TASK TO COMPLETE: Pull every line with "Select" from the entries below.

SOURCE DATA:
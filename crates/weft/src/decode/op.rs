//! The flat opcode table: one leading byte (plus an LEB128 sub-opcode for
//! the `0xFC` family) mapped to an instruction constructor.

use std::rc::Rc;

use weft_core::{RefType, ValType, F32, F64};

use crate::ast::{
    BlockAnnot,
    BlockType,
    FBinOp,
    FRelOp,
    FUnOp,
    IBinOp,
    IRelOp,
    IUnOp,
    Id,
    Instr,
    MemArg,
    NumSize,
    PackSize,
    RawExpr,
    RawInstr,
    Sign,
    TypeUse,
};
use crate::decode::Reader;
use crate::Error;

use NumSize::{S32, S64};
use Sign::{S, U};

/// How an instruction sequence ended.
#[derive(Debug, Copy, Clone, PartialEq, Eq)]
pub(super) enum End {
    /// The `0x0B` end byte.
    Block,
    /// The `0x05` else byte.
    Else,
}

/// Reads instructions until an `end` (or, when `in_if` is set, an `else`)
/// delimiter, consuming the delimiter.
pub(super) fn expr(r: &mut Reader<'_>, in_if: bool) -> Result<(RawExpr, End), Error> {
    let mut instrs = Vec::new();
    loop {
        match r.byte()? {
            0x0B => return Ok((Rc::from(instrs), End::Block)),
            0x05 if in_if => return Ok((Rc::from(instrs), End::Else)),
            opcode => instrs.push(instr(r, opcode)?),
        }
    }
}

fn block_type(r: &mut Reader<'_>) -> Result<BlockAnnot, Error> {
    match r.peek()? {
        0x40 => {
            r.byte()?;
            Ok(BlockType::Void.into())
        }
        byte if is_val_type(byte) => {
            r.byte()?;
            Ok(BlockType::Val(val_type_of(byte)?).into())
        }
        _ => {
            let index = r.s33()?;
            if index < 0 {
                return Err(Error::malformed("malformed value type"));
            }
            Ok(BlockType::TypeUse(TypeUse::index(index as u32)).into())
        }
    }
}

fn is_val_type(byte: u8) -> bool {
    matches!(byte, 0x7F | 0x7E | 0x7D | 0x7C | 0x70 | 0x6F)
}

pub(super) fn val_type_of(byte: u8) -> Result<ValType, Error> {
    match byte {
        0x7F => Ok(ValType::I32),
        0x7E => Ok(ValType::I64),
        0x7D => Ok(ValType::F32),
        0x7C => Ok(ValType::F64),
        0x70 => Ok(ValType::Ref(RefType::Func)),
        0x6F => Ok(ValType::Ref(RefType::Extern)),
        _ => Err(Error::malformed("malformed value type")),
    }
}

pub(super) fn ref_type_of(byte: u8) -> Result<RefType, Error> {
    match byte {
        0x70 => Ok(RefType::Func),
        0x6F => Ok(RefType::Extern),
        _ => Err(Error::malformed("malformed reference type")),
    }
}

fn mem_arg(r: &mut Reader<'_>) -> Result<MemArg, Error> {
    let align = r.u32()?;
    let offset = r.u32()?;
    Ok(MemArg { align, offset })
}

fn zero_byte(r: &mut Reader<'_>) -> Result<(), Error> {
    if r.byte()? != 0x00 {
        return Err(Error::malformed("zero byte expected"));
    }
    Ok(())
}

fn id(r: &mut Reader<'_>) -> Result<Id, Error> {
    Ok(Id::Num(r.u32()?))
}

/// Decodes the instruction introduced by `opcode`.
pub(super) fn instr(r: &mut Reader<'_>, opcode: u8) -> Result<RawInstr, Error> {
    let instr = match opcode {
        0x00 => Instr::Unreachable,
        0x01 => Instr::Nop,
        0x02 => {
            let bt = block_type(r)?;
            let (body, _) = expr(r, false)?;
            Instr::Block(bt, body)
        }
        0x03 => {
            let bt = block_type(r)?;
            let (body, _) = expr(r, false)?;
            Instr::Loop(bt, body)
        }
        0x04 => {
            let bt = block_type(r)?;
            let (then, end) = expr(r, true)?;
            let alt = if end == End::Else {
                let (alt, _) = expr(r, false)?;
                alt
            } else {
                Rc::from(Vec::new())
            };
            Instr::If(bt, then, alt)
        }
        0x0C => Instr::Br(id(r)?),
        0x0D => Instr::BrIf(id(r)?),
        0x0E => {
            let count = r.u32()?;
            let mut labels = Vec::with_capacity(count as usize);
            for _ in 0..count {
                labels.push(id(r)?);
            }
            let default = id(r)?;
            Instr::BrTable(labels.into_boxed_slice(), default)
        }
        0x0F => Instr::Return,
        0x10 => Instr::Call(id(r)?),
        0x11 => {
            let ty = TypeUse::index(r.u32()?);
            let table = id(r)?;
            Instr::CallIndirect(table, BlockType::TypeUse(ty).into())
        }
        0x1A => Instr::Drop,
        0x1B => Instr::Select(None),
        0x1C => {
            let count = r.u32()?;
            if count != 1 {
                return Err(Error::malformed("invalid result arity"));
            }
            Instr::Select(Some(val_type_of(r.byte()?)?))
        }
        0x20 => Instr::LocalGet(id(r)?),
        0x21 => Instr::LocalSet(id(r)?),
        0x22 => Instr::LocalTee(id(r)?),
        0x23 => Instr::GlobalGet(id(r)?),
        0x24 => Instr::GlobalSet(id(r)?),
        0x25 => Instr::TableGet(id(r)?),
        0x26 => Instr::TableSet(id(r)?),
        0x28 => Instr::ILoad(S32, mem_arg(r)?),
        0x29 => Instr::ILoad(S64, mem_arg(r)?),
        0x2A => Instr::FLoad(S32, mem_arg(r)?),
        0x2B => Instr::FLoad(S64, mem_arg(r)?),
        0x2C => Instr::ILoadPacked(S32, PackSize::P8, S, mem_arg(r)?),
        0x2D => Instr::ILoadPacked(S32, PackSize::P8, U, mem_arg(r)?),
        0x2E => Instr::ILoadPacked(S32, PackSize::P16, S, mem_arg(r)?),
        0x2F => Instr::ILoadPacked(S32, PackSize::P16, U, mem_arg(r)?),
        0x30 => Instr::ILoadPacked(S64, PackSize::P8, S, mem_arg(r)?),
        0x31 => Instr::ILoadPacked(S64, PackSize::P8, U, mem_arg(r)?),
        0x32 => Instr::ILoadPacked(S64, PackSize::P16, S, mem_arg(r)?),
        0x33 => Instr::ILoadPacked(S64, PackSize::P16, U, mem_arg(r)?),
        0x34 => Instr::ILoadPacked(S64, PackSize::P32, S, mem_arg(r)?),
        0x35 => Instr::ILoadPacked(S64, PackSize::P32, U, mem_arg(r)?),
        0x36 => Instr::IStore(S32, mem_arg(r)?),
        0x37 => Instr::IStore(S64, mem_arg(r)?),
        0x38 => Instr::FStore(S32, mem_arg(r)?),
        0x39 => Instr::FStore(S64, mem_arg(r)?),
        0x3A => Instr::IStorePacked(S32, PackSize::P8, mem_arg(r)?),
        0x3B => Instr::IStorePacked(S32, PackSize::P16, mem_arg(r)?),
        0x3C => Instr::IStorePacked(S64, PackSize::P8, mem_arg(r)?),
        0x3D => Instr::IStorePacked(S64, PackSize::P16, mem_arg(r)?),
        0x3E => Instr::IStorePacked(S64, PackSize::P32, mem_arg(r)?),
        0x3F => {
            zero_byte(r)?;
            Instr::MemorySize
        }
        0x40 => {
            zero_byte(r)?;
            Instr::MemoryGrow
        }
        0x41 => Instr::I32Const(r.s32()?),
        0x42 => Instr::I64Const(r.s64()?),
        0x43 => Instr::F32Const(F32::from_bits(u32::from_le_bytes(
            r.take(4)?.try_into().expect("4 bytes were taken"),
        ))),
        0x44 => Instr::F64Const(F64::from_bits(u64::from_le_bytes(
            r.take(8)?.try_into().expect("8 bytes were taken"),
        ))),
        0x45 => Instr::IEqz(S32),
        0x46 => Instr::IRelop(S32, IRelOp::Eq),
        0x47 => Instr::IRelop(S32, IRelOp::Ne),
        0x48 => Instr::IRelop(S32, IRelOp::Lt(S)),
        0x49 => Instr::IRelop(S32, IRelOp::Lt(U)),
        0x4A => Instr::IRelop(S32, IRelOp::Gt(S)),
        0x4B => Instr::IRelop(S32, IRelOp::Gt(U)),
        0x4C => Instr::IRelop(S32, IRelOp::Le(S)),
        0x4D => Instr::IRelop(S32, IRelOp::Le(U)),
        0x4E => Instr::IRelop(S32, IRelOp::Ge(S)),
        0x4F => Instr::IRelop(S32, IRelOp::Ge(U)),
        0x50 => Instr::IEqz(S64),
        0x51 => Instr::IRelop(S64, IRelOp::Eq),
        0x52 => Instr::IRelop(S64, IRelOp::Ne),
        0x53 => Instr::IRelop(S64, IRelOp::Lt(S)),
        0x54 => Instr::IRelop(S64, IRelOp::Lt(U)),
        0x55 => Instr::IRelop(S64, IRelOp::Gt(S)),
        0x56 => Instr::IRelop(S64, IRelOp::Gt(U)),
        0x57 => Instr::IRelop(S64, IRelOp::Le(S)),
        0x58 => Instr::IRelop(S64, IRelOp::Le(U)),
        0x59 => Instr::IRelop(S64, IRelOp::Ge(S)),
        0x5A => Instr::IRelop(S64, IRelOp::Ge(U)),
        0x5B => Instr::FRelop(S32, FRelOp::Eq),
        0x5C => Instr::FRelop(S32, FRelOp::Ne),
        0x5D => Instr::FRelop(S32, FRelOp::Lt),
        0x5E => Instr::FRelop(S32, FRelOp::Gt),
        0x5F => Instr::FRelop(S32, FRelOp::Le),
        0x60 => Instr::FRelop(S32, FRelOp::Ge),
        0x61 => Instr::FRelop(S64, FRelOp::Eq),
        0x62 => Instr::FRelop(S64, FRelOp::Ne),
        0x63 => Instr::FRelop(S64, FRelOp::Lt),
        0x64 => Instr::FRelop(S64, FRelOp::Gt),
        0x65 => Instr::FRelop(S64, FRelOp::Le),
        0x66 => Instr::FRelop(S64, FRelOp::Ge),
        0x67 => Instr::IUnop(S32, IUnOp::Clz),
        0x68 => Instr::IUnop(S32, IUnOp::Ctz),
        0x69 => Instr::IUnop(S32, IUnOp::Popcnt),
        0x6A => Instr::IBinop(S32, IBinOp::Add),
        0x6B => Instr::IBinop(S32, IBinOp::Sub),
        0x6C => Instr::IBinop(S32, IBinOp::Mul),
        0x6D => Instr::IBinop(S32, IBinOp::Div(S)),
        0x6E => Instr::IBinop(S32, IBinOp::Div(U)),
        0x6F => Instr::IBinop(S32, IBinOp::Rem(S)),
        0x70 => Instr::IBinop(S32, IBinOp::Rem(U)),
        0x71 => Instr::IBinop(S32, IBinOp::And),
        0x72 => Instr::IBinop(S32, IBinOp::Or),
        0x73 => Instr::IBinop(S32, IBinOp::Xor),
        0x74 => Instr::IBinop(S32, IBinOp::Shl),
        0x75 => Instr::IBinop(S32, IBinOp::Shr(S)),
        0x76 => Instr::IBinop(S32, IBinOp::Shr(U)),
        0x77 => Instr::IBinop(S32, IBinOp::Rotl),
        0x78 => Instr::IBinop(S32, IBinOp::Rotr),
        0x79 => Instr::IUnop(S64, IUnOp::Clz),
        0x7A => Instr::IUnop(S64, IUnOp::Ctz),
        0x7B => Instr::IUnop(S64, IUnOp::Popcnt),
        0x7C => Instr::IBinop(S64, IBinOp::Add),
        0x7D => Instr::IBinop(S64, IBinOp::Sub),
        0x7E => Instr::IBinop(S64, IBinOp::Mul),
        0x7F => Instr::IBinop(S64, IBinOp::Div(S)),
        0x80 => Instr::IBinop(S64, IBinOp::Div(U)),
        0x81 => Instr::IBinop(S64, IBinOp::Rem(S)),
        0x82 => Instr::IBinop(S64, IBinOp::Rem(U)),
        0x83 => Instr::IBinop(S64, IBinOp::And),
        0x84 => Instr::IBinop(S64, IBinOp::Or),
        0x85 => Instr::IBinop(S64, IBinOp::Xor),
        0x86 => Instr::IBinop(S64, IBinOp::Shl),
        0x87 => Instr::IBinop(S64, IBinOp::Shr(S)),
        0x88 => Instr::IBinop(S64, IBinOp::Shr(U)),
        0x89 => Instr::IBinop(S64, IBinOp::Rotl),
        0x8A => Instr::IBinop(S64, IBinOp::Rotr),
        0x8B => Instr::FUnop(S32, FUnOp::Abs),
        0x8C => Instr::FUnop(S32, FUnOp::Neg),
        0x8D => Instr::FUnop(S32, FUnOp::Ceil),
        0x8E => Instr::FUnop(S32, FUnOp::Floor),
        0x8F => Instr::FUnop(S32, FUnOp::Trunc),
        0x90 => Instr::FUnop(S32, FUnOp::Nearest),
        0x91 => Instr::FUnop(S32, FUnOp::Sqrt),
        0x92 => Instr::FBinop(S32, FBinOp::Add),
        0x93 => Instr::FBinop(S32, FBinOp::Sub),
        0x94 => Instr::FBinop(S32, FBinOp::Mul),
        0x95 => Instr::FBinop(S32, FBinOp::Div),
        0x96 => Instr::FBinop(S32, FBinOp::Min),
        0x97 => Instr::FBinop(S32, FBinOp::Max),
        0x98 => Instr::FBinop(S32, FBinOp::Copysign),
        0x99 => Instr::FUnop(S64, FUnOp::Abs),
        0x9A => Instr::FUnop(S64, FUnOp::Neg),
        0x9B => Instr::FUnop(S64, FUnOp::Ceil),
        0x9C => Instr::FUnop(S64, FUnOp::Floor),
        0x9D => Instr::FUnop(S64, FUnOp::Trunc),
        0x9E => Instr::FUnop(S64, FUnOp::Nearest),
        0x9F => Instr::FUnop(S64, FUnOp::Sqrt),
        0xA0 => Instr::FBinop(S64, FBinOp::Add),
        0xA1 => Instr::FBinop(S64, FBinOp::Sub),
        0xA2 => Instr::FBinop(S64, FBinOp::Mul),
        0xA3 => Instr::FBinop(S64, FBinOp::Div),
        0xA4 => Instr::FBinop(S64, FBinOp::Min),
        0xA5 => Instr::FBinop(S64, FBinOp::Max),
        0xA6 => Instr::FBinop(S64, FBinOp::Copysign),
        0xA7 => Instr::I32WrapI64,
        0xA8 => Instr::ITrunc(S32, S32, S),
        0xA9 => Instr::ITrunc(S32, S32, U),
        0xAA => Instr::ITrunc(S32, S64, S),
        0xAB => Instr::ITrunc(S32, S64, U),
        0xAC => Instr::I64ExtendI32(S),
        0xAD => Instr::I64ExtendI32(U),
        0xAE => Instr::ITrunc(S64, S32, S),
        0xAF => Instr::ITrunc(S64, S32, U),
        0xB0 => Instr::ITrunc(S64, S64, S),
        0xB1 => Instr::ITrunc(S64, S64, U),
        0xB2 => Instr::FConvertI(S32, S32, S),
        0xB3 => Instr::FConvertI(S32, S32, U),
        0xB4 => Instr::FConvertI(S32, S64, S),
        0xB5 => Instr::FConvertI(S32, S64, U),
        0xB6 => Instr::F32DemoteF64,
        0xB7 => Instr::FConvertI(S64, S32, S),
        0xB8 => Instr::FConvertI(S64, S32, U),
        0xB9 => Instr::FConvertI(S64, S64, S),
        0xBA => Instr::FConvertI(S64, S64, U),
        0xBB => Instr::F64PromoteF32,
        0xBC => Instr::IReinterpretF(S32),
        0xBD => Instr::IReinterpretF(S64),
        0xBE => Instr::FReinterpretI(S32),
        0xBF => Instr::FReinterpretI(S64),
        0xC0 => Instr::IExtend(S32, PackSize::P8),
        0xC1 => Instr::IExtend(S32, PackSize::P16),
        0xC2 => Instr::IExtend(S64, PackSize::P8),
        0xC3 => Instr::IExtend(S64, PackSize::P16),
        0xC4 => Instr::IExtend(S64, PackSize::P32),
        0xD0 => Instr::RefNull(ref_type_of(r.byte()?)?),
        0xD1 => Instr::RefIsNull,
        0xD2 => Instr::RefFunc(id(r)?),
        0xFC => return misc_instr(r),
        _ => return Err(Error::malformed(format!("illegal opcode {opcode:#04x}"))),
    };
    Ok(instr)
}

/// The `0xFC` family: saturating truncations and bulk memory/table ops.
fn misc_instr(r: &mut Reader<'_>) -> Result<RawInstr, Error> {
    let sub = r.u32()?;
    let instr = match sub {
        0 => Instr::ITruncSat(S32, S32, S),
        1 => Instr::ITruncSat(S32, S32, U),
        2 => Instr::ITruncSat(S32, S64, S),
        3 => Instr::ITruncSat(S32, S64, U),
        4 => Instr::ITruncSat(S64, S32, S),
        5 => Instr::ITruncSat(S64, S32, U),
        6 => Instr::ITruncSat(S64, S64, S),
        7 => Instr::ITruncSat(S64, S64, U),
        8 => {
            let data = id(r)?;
            zero_byte(r)?;
            Instr::MemoryInit(data)
        }
        9 => Instr::DataDrop(id(r)?),
        10 => {
            zero_byte(r)?;
            zero_byte(r)?;
            Instr::MemoryCopy
        }
        11 => {
            zero_byte(r)?;
            Instr::MemoryFill
        }
        12 => {
            let elem = id(r)?;
            let table = id(r)?;
            Instr::TableInit { table, elem }
        }
        13 => Instr::ElemDrop(id(r)?),
        14 => {
            let dst = id(r)?;
            let src = id(r)?;
            Instr::TableCopy { dst, src }
        }
        15 => Instr::TableGrow(id(r)?),
        16 => Instr::TableSize(id(r)?),
        17 => Instr::TableFill(id(r)?),
        _ => return Err(Error::malformed(format!("illegal opcode 0xfc {sub}"))),
    };
    Ok(instr)
}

SOLUTION FOR THIS PROBLEM:
        0x1B => Instr::Select(None),
            Instr::Select(Some(val_type_of(r.byte()?)?))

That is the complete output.